START Material supplied

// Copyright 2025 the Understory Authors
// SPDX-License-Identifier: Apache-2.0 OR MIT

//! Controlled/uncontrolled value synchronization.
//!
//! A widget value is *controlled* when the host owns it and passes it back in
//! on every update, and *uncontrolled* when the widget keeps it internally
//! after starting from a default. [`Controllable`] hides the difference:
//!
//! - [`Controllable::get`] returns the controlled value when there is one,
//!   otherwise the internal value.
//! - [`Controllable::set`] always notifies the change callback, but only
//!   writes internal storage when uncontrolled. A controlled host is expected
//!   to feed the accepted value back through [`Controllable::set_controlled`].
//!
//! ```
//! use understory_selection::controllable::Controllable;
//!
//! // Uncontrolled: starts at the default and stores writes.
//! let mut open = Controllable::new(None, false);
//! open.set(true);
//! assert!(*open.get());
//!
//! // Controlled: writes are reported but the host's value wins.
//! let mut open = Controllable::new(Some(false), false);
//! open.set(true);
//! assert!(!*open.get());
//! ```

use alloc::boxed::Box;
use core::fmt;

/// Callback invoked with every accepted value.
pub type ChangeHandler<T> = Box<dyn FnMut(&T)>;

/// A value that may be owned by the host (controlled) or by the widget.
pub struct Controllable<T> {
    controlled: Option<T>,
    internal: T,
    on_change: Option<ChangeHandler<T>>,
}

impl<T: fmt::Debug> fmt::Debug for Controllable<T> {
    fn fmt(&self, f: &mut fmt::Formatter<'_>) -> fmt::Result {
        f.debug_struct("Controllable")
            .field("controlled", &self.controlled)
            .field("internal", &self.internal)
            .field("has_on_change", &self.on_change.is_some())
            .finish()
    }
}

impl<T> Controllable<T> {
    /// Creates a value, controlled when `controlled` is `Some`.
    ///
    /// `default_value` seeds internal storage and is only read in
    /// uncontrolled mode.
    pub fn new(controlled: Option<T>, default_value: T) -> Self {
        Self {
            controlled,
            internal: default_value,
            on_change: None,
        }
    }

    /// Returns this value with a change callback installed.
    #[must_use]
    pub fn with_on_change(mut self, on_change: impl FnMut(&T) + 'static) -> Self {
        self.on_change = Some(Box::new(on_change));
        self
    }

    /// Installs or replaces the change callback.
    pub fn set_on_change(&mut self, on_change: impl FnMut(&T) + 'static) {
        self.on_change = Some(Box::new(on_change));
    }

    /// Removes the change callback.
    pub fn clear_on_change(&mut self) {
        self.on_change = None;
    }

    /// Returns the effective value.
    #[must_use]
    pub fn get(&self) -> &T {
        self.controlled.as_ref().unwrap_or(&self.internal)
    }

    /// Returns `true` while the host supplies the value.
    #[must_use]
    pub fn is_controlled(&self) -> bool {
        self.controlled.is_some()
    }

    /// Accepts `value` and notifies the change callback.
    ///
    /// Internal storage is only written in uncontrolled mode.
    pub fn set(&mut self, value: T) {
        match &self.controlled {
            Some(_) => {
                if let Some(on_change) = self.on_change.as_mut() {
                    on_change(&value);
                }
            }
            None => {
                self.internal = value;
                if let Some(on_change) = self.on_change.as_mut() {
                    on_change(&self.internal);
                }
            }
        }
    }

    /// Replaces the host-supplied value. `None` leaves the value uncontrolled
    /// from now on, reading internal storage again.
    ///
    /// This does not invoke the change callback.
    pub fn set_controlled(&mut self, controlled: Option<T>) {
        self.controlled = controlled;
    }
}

END Material supplied
START Material supplied

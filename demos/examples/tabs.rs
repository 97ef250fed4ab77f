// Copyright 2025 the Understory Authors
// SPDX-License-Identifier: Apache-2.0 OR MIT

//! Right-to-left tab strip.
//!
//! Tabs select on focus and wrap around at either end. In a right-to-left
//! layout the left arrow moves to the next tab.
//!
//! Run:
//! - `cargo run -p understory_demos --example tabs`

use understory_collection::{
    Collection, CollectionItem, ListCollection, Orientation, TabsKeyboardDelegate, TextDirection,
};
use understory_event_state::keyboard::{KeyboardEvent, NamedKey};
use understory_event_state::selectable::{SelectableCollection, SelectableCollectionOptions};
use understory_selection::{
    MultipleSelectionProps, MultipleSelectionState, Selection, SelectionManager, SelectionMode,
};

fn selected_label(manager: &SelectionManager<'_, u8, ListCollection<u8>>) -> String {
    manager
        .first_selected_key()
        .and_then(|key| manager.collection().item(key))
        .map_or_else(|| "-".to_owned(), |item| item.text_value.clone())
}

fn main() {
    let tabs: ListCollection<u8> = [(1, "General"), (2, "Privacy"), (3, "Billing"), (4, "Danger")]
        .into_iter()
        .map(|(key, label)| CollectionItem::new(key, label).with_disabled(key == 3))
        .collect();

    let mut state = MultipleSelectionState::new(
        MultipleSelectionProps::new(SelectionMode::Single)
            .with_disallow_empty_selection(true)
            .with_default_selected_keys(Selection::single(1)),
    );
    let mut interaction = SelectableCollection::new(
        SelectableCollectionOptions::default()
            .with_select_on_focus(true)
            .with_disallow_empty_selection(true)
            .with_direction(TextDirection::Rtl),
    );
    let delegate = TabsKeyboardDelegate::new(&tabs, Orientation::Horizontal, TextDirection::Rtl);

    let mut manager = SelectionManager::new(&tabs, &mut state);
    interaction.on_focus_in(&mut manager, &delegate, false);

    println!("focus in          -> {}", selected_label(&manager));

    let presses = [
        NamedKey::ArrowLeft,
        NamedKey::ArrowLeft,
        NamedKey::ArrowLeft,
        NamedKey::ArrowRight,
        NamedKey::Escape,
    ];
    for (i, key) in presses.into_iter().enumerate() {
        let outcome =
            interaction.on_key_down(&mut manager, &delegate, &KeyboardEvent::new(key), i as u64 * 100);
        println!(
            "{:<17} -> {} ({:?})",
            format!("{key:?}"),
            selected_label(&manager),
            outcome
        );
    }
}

END Material supplied

→ **Action item**: Scan the data above, find each line with "writes", and copy it.

→ **Finished exercise**:
//!   writes internal storage when uncontrolled. A controlled host is expected
//! // Uncontrolled: starts at the default and stores writes.
//! // Controlled: writes are reported but the host's value wins.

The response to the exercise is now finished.